*** Opening Supplied data ***

//! Error types for the X API client.

use chrono::{DateTime, Utc};
use thiserror::Error;

/// Result type for X API client operations.
pub type Result<T> = std::result::Result<T, TwitterError>;

/// X API client errors.
#[derive(Debug, Error)]
pub enum TwitterError {
    /// Configuration error (missing bearer token, too many ids per request)
    #[error("Configuration error: {0}")]
    Config(String),

    /// Network error (connection failed, timeout)
    #[error("Network error: {0}")]
    Network(String),

    /// HTTP 429. `reset_at` comes from the `x-rate-limit-reset` header.
    #[error("Rate limited (resets at {})", describe_reset(.reset_at))]
    RateLimited { reset_at: Option<DateTime<Utc>> },

    /// Any other non-2xx response
    #[error("API error ({status}): {message}")]
    Api { status: u16, message: String },

    /// Parse error (invalid JSON, unexpected response format)
    #[error("Parse error: {0}")]
    Parse(String),
}

fn describe_reset(reset_at: &Option<DateTime<Utc>>) -> String {
    reset_at
        .map(|t| t.to_rfc3339())
        .unwrap_or_else(|| "unknown".to_string())
}

impl TwitterError {
    /// True when the request should be retried after a cooldown.
    pub fn is_rate_limited(&self) -> bool {
        matches!(self, TwitterError::RateLimited { .. })
    }
}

*** Closing Supplied data ***

→ Work instruction
Line by line, the data should be returned exactly as written.

→ Response below
//! Error types for the X API client.

use chrono::{DateTime, Utc};
use thiserror::Error;

/// Result type for X API client operations.
pub type Result<T> = std::result::Result<T, TwitterError>;

/// X API client errors.
#[derive(Debug, Error)]
pub enum TwitterError {
    /// Configuration error (missing bearer token, too many ids per request)
    #[error("Configuration error: {0}")]
    Config(String),

    /// Network error (connection failed, timeout)
    #[error("Network error: {0}")]
    Network(String),

    /// HTTP 429. `reset_at` comes from the `x-rate-limit-reset` header.
    #[error("Rate limited (resets at {})", describe_reset(.reset_at))]
    RateLimited { reset_at: Option<DateTime<Utc>> },

    /// Any other non-2xx response
    #[error("API error ({status}): {message}")]
    Api { status: u16, message: String },

    /// Parse error (invalid JSON, unexpected response format)
    #[error("Parse error: {0}")]
    Parse(String),
}

fn describe_reset(reset_at: &Option<DateTime<Utc>>) -> String {
    reset_at
        .map(|t| t.to_rfc3339())
        .unwrap_or_else(|| "unknown".to_string())
}

impl TwitterError {
    /// True when the request should be retried after a cooldown.
    pub fn is_rate_limited(&self) -> bool {
        matches!(self, TwitterError::RateLimited { .. })
    }
}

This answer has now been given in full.